This is about the beauty of fall (autumn).
As I write this mini essay, North America and Europe is slowly reaching the end of the road for autumn (fall). Very soon, it will be winter.
Right now, the landscape looks dull – the deciduous trees have lost their leaves and look grey, as if they have lost their vitality. We have had the first bout of snow followed by rigid temperatures so the ground is frozen. Some days the sun shines brightly but on other days it is overcast. All in all, it looks dull and lugubrious.
But the early to mid autumn wasn’t like this. It was vibrant and full of life. In fact, autumn is the season for nature lovers and photographers as the landscape turns into medley of colors; it is the season of harvest and abundance. It is a mesmerizing sight even when the leaves start dropping off their branches and float around the wind before falling to the ground.
Here is My YouTube Video on the Changing of Colors during the Fall
And since time immemorial, writers and poets have dwelt upon this autumnal beauty.
John Keats on the Beauty of Autumn
Here is John Keats beginning his poem ‘To Autumn’
Season of mists and mellow fruitfulness,
Close bosom-friend of the maturing sun;
Conspiring with him how to load and bless
With fruit the vines that round the thatch-eves run;
To bend with apples the moss’d cottage-trees,
And fill all fruit with ripeness to the core;
To swell the gourd, and plump the hazel shells
With a sweet kernel; to set budding more,
And still more, later flowers for the bees,
Until they think warm days will never cease,
For summer has o’er-brimm’d their clammy cells.
Keats doesn’t mince words in describing the plenty of the autumn. In short, autumn is about plenty, bounty, harvest etc.

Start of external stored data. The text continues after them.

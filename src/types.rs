use std::fmt;

/// Fixed size of the host's tracked-device table.
pub const MAX_TRACKED_DEVICE_COUNT: usize = 64;

/// Raw value the host uses for "no device" in both index spaces.
pub const INVALID_INDEX: u32 = u32::MAX;

/// Slot of a physical device in the host's device table.
///
/// Always `< MAX_TRACKED_DEVICE_COUNT`. This crate only reads through it.
#[derive(Debug, Clone, Copy, PartialEq, Eq, Hash, PartialOrd, Ord)]
pub struct DeviceIndex(u32);

impl DeviceIndex {
    /// Returns `None` when `raw` lies outside the device table.
    pub const fn new(raw: u32) -> Option<DeviceIndex> {
        if (raw as usize) < MAX_TRACKED_DEVICE_COUNT {
            Some(DeviceIndex(raw))
        } else {
            None
        }
    }

    pub const fn get(self) -> u32 {
        self.0
    }

    pub const fn as_usize(self) -> usize {
        self.0 as usize
    }

    /// All slots of the device table in ascending order, capped at `limit`.
    pub fn scan(limit: usize) -> impl Iterator<Item = DeviceIndex> {
        (0..limit.min(MAX_TRACKED_DEVICE_COUNT) as u32).map(DeviceIndex)
    }
}

impl fmt::Display for DeviceIndex {
    fn fmt(&self, f: &mut fmt::Formatter<'_>) -> fmt::Result {
        write!(f, "#{}", self.0)
    }
}

/// Host-assigned handle of a virtual device, valid between `Activate` and `Deactivate`.
#[derive(Debug, Clone, Copy, PartialEq, Eq, Hash)]
#[repr(transparent)]
pub struct ObjectId(u32);

impl ObjectId {
    pub const INVALID: ObjectId = ObjectId(INVALID_INDEX);

    pub const fn new(raw: u32) -> ObjectId {
        ObjectId(raw)
    }

    pub const fn get(self) -> u32 {
        self.0
    }

    pub const fn is_valid(self) -> bool {
        self.0 != INVALID_INDEX
    }
}

impl Default for ObjectId {
    fn default() -> Self {
        ObjectId::INVALID
    }
}

impl fmt::Display for ObjectId {
    fn fmt(&self, f: &mut fmt::Formatter<'_>) -> fmt::Result {
        if self.is_valid() {
            write!(f, "{}", self.0)
        } else {
            f.write_str("invalid")
        }
    }
}

/// Device class reported by the host for a table slot.
#[repr(i32)]
#[derive(Debug, Clone, Copy, PartialEq, Eq)]
pub enum DeviceClass {
    Invalid = 0,
    Hmd = 1,
    Controller = 2,
    GenericTracker = 3,
    TrackingReference = 4,
    DisplayRedirect = 5,
}

impl From<i32> for DeviceClass {
    fn from(value: i32) -> Self {
        match value {
            1 => DeviceClass::Hmd,
            2 => DeviceClass::Controller,
            3 => DeviceClass::GenericTracker,
            4 => DeviceClass::TrackingReference,
            5 => DeviceClass::DisplayRedirect,
            _ => DeviceClass::Invalid,
        }
    }
}

/// Handedness of a physical controller, derived from the host's role hint.
#[derive(Debug, Clone, Copy, PartialEq, Eq)]
pub enum ControllerRole {
    Unknown,
    LeftHand,
    RightHand,
}

impl ControllerRole {
    /// Maps the host's raw role-hint property value.
    pub fn from_hint(hint: i32) -> ControllerRole {
        match hint {
            1 => ControllerRole::LeftHand,
            2 => ControllerRole::RightHand,
            _ => ControllerRole::Unknown,
        }
    }

    pub fn hand(self) -> Option<Hand> {
        match self {
            ControllerRole::LeftHand => Some(Hand::Left),
            ControllerRole::RightHand => Some(Hand::Right),
            ControllerRole::Unknown => None,
        }
    }
}

/// Which of the two virtual controllers a call refers to.
#[repr(C)]
#[derive(Debug, Clone, Copy, PartialEq, Eq, Hash)]
pub enum Hand {
    Left = 0,
    Right = 1,
}

impl Hand {
    pub const ALL: [Hand; 2] = [Hand::Left, Hand::Right];

    pub fn from_raw(raw: i32) -> Option<Hand> {
        match raw {
            0 => Some(Hand::Left),
            1 => Some(Hand::Right),
            _ => None,
        }
    }

    pub fn role(self) -> ControllerRole {
        match self {
            Hand::Left => ControllerRole::LeftHand,
            Hand::Right => ControllerRole::RightHand,
        }
    }

    pub fn as_str(self) -> &'static str {
        match self {
            Hand::Left => "left",
            Hand::Right => "right",
        }
    }
}

impl fmt::Display for Hand {
    fn fmt(&self, f: &mut fmt::Formatter<'_>) -> fmt::Result {
        f.write_str(self.as_str())
    }
}

/// Tracking confidence as understood by the host.
///
/// Published poses only ever carry `Uninitialized`, `RunningOk` or
/// `RunningOutOfRange`; the remaining values can appear in physical snapshots.
#[repr(i32)]
#[derive(Debug, Clone, Copy, PartialEq, Eq, Default)]
pub enum TrackingResult {
    #[default]
    Uninitialized = 1,
    CalibratingInProgress = 100,
    CalibratingOutOfRange = 101,
    RunningOk = 200,
    RunningOutOfRange = 201,
    FallbackRotationOnly = 300,
}

impl From<i32> for TrackingResult {
    fn from(value: i32) -> Self {
        match value {
            100 => TrackingResult::CalibratingInProgress,
            101 => TrackingResult::CalibratingOutOfRange,
            200 => TrackingResult::RunningOk,
            201 => TrackingResult::RunningOutOfRange,
            300 => TrackingResult::FallbackRotationOnly,
            _ => TrackingResult::Uninitialized,
        }
    }
}

/// Unit quaternion in the host's `[w, x, y, z]` field order.
#[repr(C)]
#[derive(Debug, Clone, Copy, PartialEq)]
pub struct Quaternion {
    pub w: f64,
    pub x: f64,
    pub y: f64,
    pub z: f64,
}

impl Quaternion {
    pub const IDENTITY: Quaternion = Quaternion {
        w: 1.0,
        x: 0.0,
        y: 0.0,
        z: 0.0,
    };

    pub const fn new(w: f64, x: f64, y: f64, z: f64) -> Quaternion {
        Quaternion { w, x, y, z }
    }

    pub fn norm(&self) -> f64 {
        (self.w * self.w + self.x * self.x + self.y * self.y + self.z * self.z).sqrt()
    }

    pub fn is_finite(&self) -> bool {
        self.w.is_finite() && self.x.is_finite() && self.y.is_finite() && self.z.is_finite()
    }

    /// Dot product, used to compare rotations up to sign.
    pub fn dot(&self, other: &Quaternion) -> f64 {
        self.w * other.w + self.x * other.x + self.y * other.y + self.z * other.z
    }
}

impl Default for Quaternion {
    fn default() -> Self {
        Quaternion::IDENTITY
    }
}

/// 3x4 row-major affine transform: rotation block in columns 0..3, translation in column 3.
pub type HmdMatrix34 = [[f32; 4]; 3];

pub const IDENTITY_MATRIX34: HmdMatrix34 = [
    [1.0, 0.0, 0.0, 0.0],
    [0.0, 1.0, 0.0, 0.0],
    [0.0, 0.0, 1.0, 0.0],
];

/// Per-tick snapshot of one physical device, as returned by the host's bulk pose query.
#[repr(C)]
#[derive(Debug, Clone, Copy, PartialEq)]
pub struct TrackedDevicePose {
    pub device_to_absolute_tracking: HmdMatrix34,
    /// Linear velocity in m/s, tracking space.
    pub velocity: [f32; 3],
    /// Angular velocity in rad/s, tracking space.
    pub angular_velocity: [f32; 3],
    pub tracking_result: TrackingResult,
    pub pose_is_valid: bool,
    pub device_is_connected: bool,
}

impl Default for TrackedDevicePose {
    fn default() -> Self {
        TrackedDevicePose {
            device_to_absolute_tracking: IDENTITY_MATRIX34,
            velocity: [0.0; 3],
            angular_velocity: [0.0; 3],
            tracking_result: TrackingResult::Uninitialized,
            pose_is_valid: false,
            device_is_connected: false,
        }
    }
}

/// Pose published for a virtual device on every tick.
///
/// The world-from-driver and driver-from-head transforms are always identity;
/// this crate does no secondary calibration.
#[repr(C)]
#[derive(Debug, Clone, Copy, PartialEq)]
pub struct DriverPose {
    pub pose_time_offset: f64,
    pub q_world_from_driver_rotation: Quaternion,
    pub vec_world_from_driver_translation: [f64; 3],
    pub q_driver_from_head_rotation: Quaternion,
    pub vec_driver_from_head_translation: [f64; 3],
    pub vec_position: [f64; 3],
    pub vec_velocity: [f64; 3],
    pub q_rotation: Quaternion,
    pub vec_angular_velocity: [f64; 3],
    pub result: TrackingResult,
    pub pose_is_valid: bool,
    pub device_is_connected: bool,
}

impl DriverPose {
    /// Pose of a virtual device with no usable source: identity, zero velocity, invalid.
    pub const fn uninitialized() -> DriverPose {
        DriverPose {
            pose_time_offset: 0.0,
            q_world_from_driver_rotation: Quaternion::IDENTITY,
            vec_world_from_driver_translation: [0.0; 3],
            q_driver_from_head_rotation: Quaternion::IDENTITY,
            vec_driver_from_head_translation: [0.0; 3],
            vec_position: [0.0; 3],
            vec_velocity: [0.0; 3],
            q_rotation: Quaternion::IDENTITY,
            vec_angular_velocity: [0.0; 3],
            result: TrackingResult::Uninitialized,
            pose_is_valid: false,
            device_is_connected: false,
        }
    }
}

impl Default for DriverPose {
    fn default() -> Self {
        DriverPose::uninitialized()
    }
}

/// Result code of host registration and activation calls.
#[derive(Debug, Clone, Copy, PartialEq, Eq)]
pub enum InitError {
    None,
    Unknown,
    InterfaceNotFound,
    DriverFailed,
    /// Any code this crate has no name for.
    Other(i32),
}

impl InitError {
    pub fn code(self) -> i32 {
        match self {
            InitError::None => 0,
            InitError::Unknown => 1,
            InitError::InterfaceNotFound => 105,
            InitError::DriverFailed => 200,
            InitError::Other(code) => code,
        }
    }

    pub fn from_code(code: i32) -> InitError {
        match code {
            0 => InitError::None,
            1 => InitError::Unknown,
            105 => InitError::InterfaceNotFound,
            200 => InitError::DriverFailed,
            other => InitError::Other(other),
        }
    }

    pub fn is_ok(self) -> bool {
        self == InitError::None
    }
}

impl fmt::Display for InitError {
    fn fmt(&self, f: &mut fmt::Formatter<'_>) -> fmt::Result {
        match self {
            InitError::None => f.write_str("none"),
            InitError::Unknown => f.write_str("unknown"),
            InitError::InterfaceNotFound => f.write_str("interface not found"),
            InitError::DriverFailed => f.write_str("driver failed"),
            InitError::Other(code) => write!(f, "code {}", code),
        }
    }
}
use crate::types::{Hand, MAX_TRACKED_DEVICE_COUNT};

pub const ENV_SERIAL_PREFIX: &str = "VRMIRROR_SERIAL_PREFIX";
pub const ENV_MIRROR_LEFT: &str = "VRMIRROR_MIRROR_LEFT";
pub const ENV_MIRROR_RIGHT: &str = "VRMIRROR_MIRROR_RIGHT";
pub const ENV_SCAN_LIMIT: &str = "VRMIRROR_SCAN_LIMIT";

const DEFAULT_SERIAL_PREFIX: &str = "vrmirror";

/// Driver settings. Plugins usually build this with [`MirrorConfig::from_env`].
#[derive(Debug, Clone, PartialEq, Eq)]
pub struct MirrorConfig {
    /// Registration serials are `<prefix>_left` and `<prefix>_right`.
    pub serial_prefix: String,
    pub mirror_left: bool,
    pub mirror_right: bool,
    /// Number of device-table slots scanned at startup.
    pub scan_limit: usize,
}

impl Default for MirrorConfig {
    fn default() -> Self {
        Self {
            serial_prefix: DEFAULT_SERIAL_PREFIX.to_string(),
            mirror_left: true,
            mirror_right: true,
            scan_limit: MAX_TRACKED_DEVICE_COUNT,
        }
    }
}

impl MirrorConfig {
    /// Reads the `VRMIRROR_*` variables; unset or unparsable values keep their default.
    pub fn from_env() -> Self {
        Self::from_lookup(|name| std::env::var(name).ok())
    }

    fn from_lookup(lookup: impl Fn(&str) -> Option<String>) -> Self {
        let defaults = Self::default();
        let config = Self {
            serial_prefix: read_string(&lookup, ENV_SERIAL_PREFIX, &defaults.serial_prefix),
            mirror_left: read_bool(&lookup, ENV_MIRROR_LEFT, defaults.mirror_left),
            mirror_right: read_bool(&lookup, ENV_MIRROR_RIGHT, defaults.mirror_right),
            scan_limit: read_usize(&lookup, ENV_SCAN_LIMIT, defaults.scan_limit)
                .min(MAX_TRACKED_DEVICE_COUNT),
        };
        log::info!(
            "Mirror config: serialPrefix={} left={} right={} scanLimit={}",
            config.serial_prefix,
            config.mirror_left,
            config.mirror_right,
            config.scan_limit
        );
        config
    }

    pub fn with_serial_prefix(mut self, prefix: impl Into<String>) -> Self {
        self.serial_prefix = prefix.into();
        self
    }

    pub fn with_mirrored(mut self, hand: Hand, enabled: bool) -> Self {
        match hand {
            Hand::Left => self.mirror_left = enabled,
            Hand::Right => self.mirror_right = enabled,
        }
        self
    }

    pub fn with_scan_limit(mut self, limit: usize) -> Self {
        self.scan_limit = limit.min(MAX_TRACKED_DEVICE_COUNT);
        self
    }

    pub fn mirrors(&self, hand: Hand) -> bool {
        match hand {
            Hand::Left => self.mirror_left,
            Hand::Right => self.mirror_right,
        }
    }

    pub fn serial(&self, hand: Hand) -> String {
        format!("{}_{}", self.serial_prefix, hand.as_str())
    }
}

fn parse_bool(value: &str) -> Option<bool> {
    match value.trim().to_ascii_lowercase().as_str() {
        "1" | "true" | "yes" | "on" => Some(true),
        "0" | "false" | "no" | "off" => Some(false),
        _ => None,
    }
}

fn read_bool(lookup: &impl Fn(&str) -> Option<String>, name: &str, default: bool) -> bool {
    lookup(name).and_then(|v| parse_bool(&v)).unwrap_or(default)
}

fn read_usize(lookup: &impl Fn(&str) -> Option<String>, name: &str, default: usize) -> usize {
    lookup(name)
        .and_then(|v| v.trim().parse::<usize>().ok())
        .unwrap_or(default)
}

fn read_string(lookup: &impl Fn(&str) -> Option<String>, name: &str, default: &str) -> String {
    lookup(name)
        .map(|v| v.trim().to_string())
        .filter(|v| !v.is_empty())
        .unwrap_or_else(|| default.to_string())
}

But, amidst that soul-relieving crunching of wet leaves during those long walks comes also the realization of ageing and decay. It is the fact of nature that all living organisms rise and fall. The beauty does not last forever.
Here is Sara Teasdale:
“The leaves fall patiently
Nothing remembers or grieves
The river takes to the sea
The yellow drift of leaves.”
This sense of decay brings a deep sense of reflection, a sense of meditation on life and how to live it.
Here are some images that I captured during my walks along the Lake Ontario’s lakefront trail near Toronto in September and October 2022.
I would have preferred to use Indian (either Carnatic or Hindustani) background music but autumn for tropical countries hasn’t been, and isn’t, as romantic and vivid as it has been, and is, in the west. So, I took refuge in Vivaldi’s masterpiece, the Four Seasons.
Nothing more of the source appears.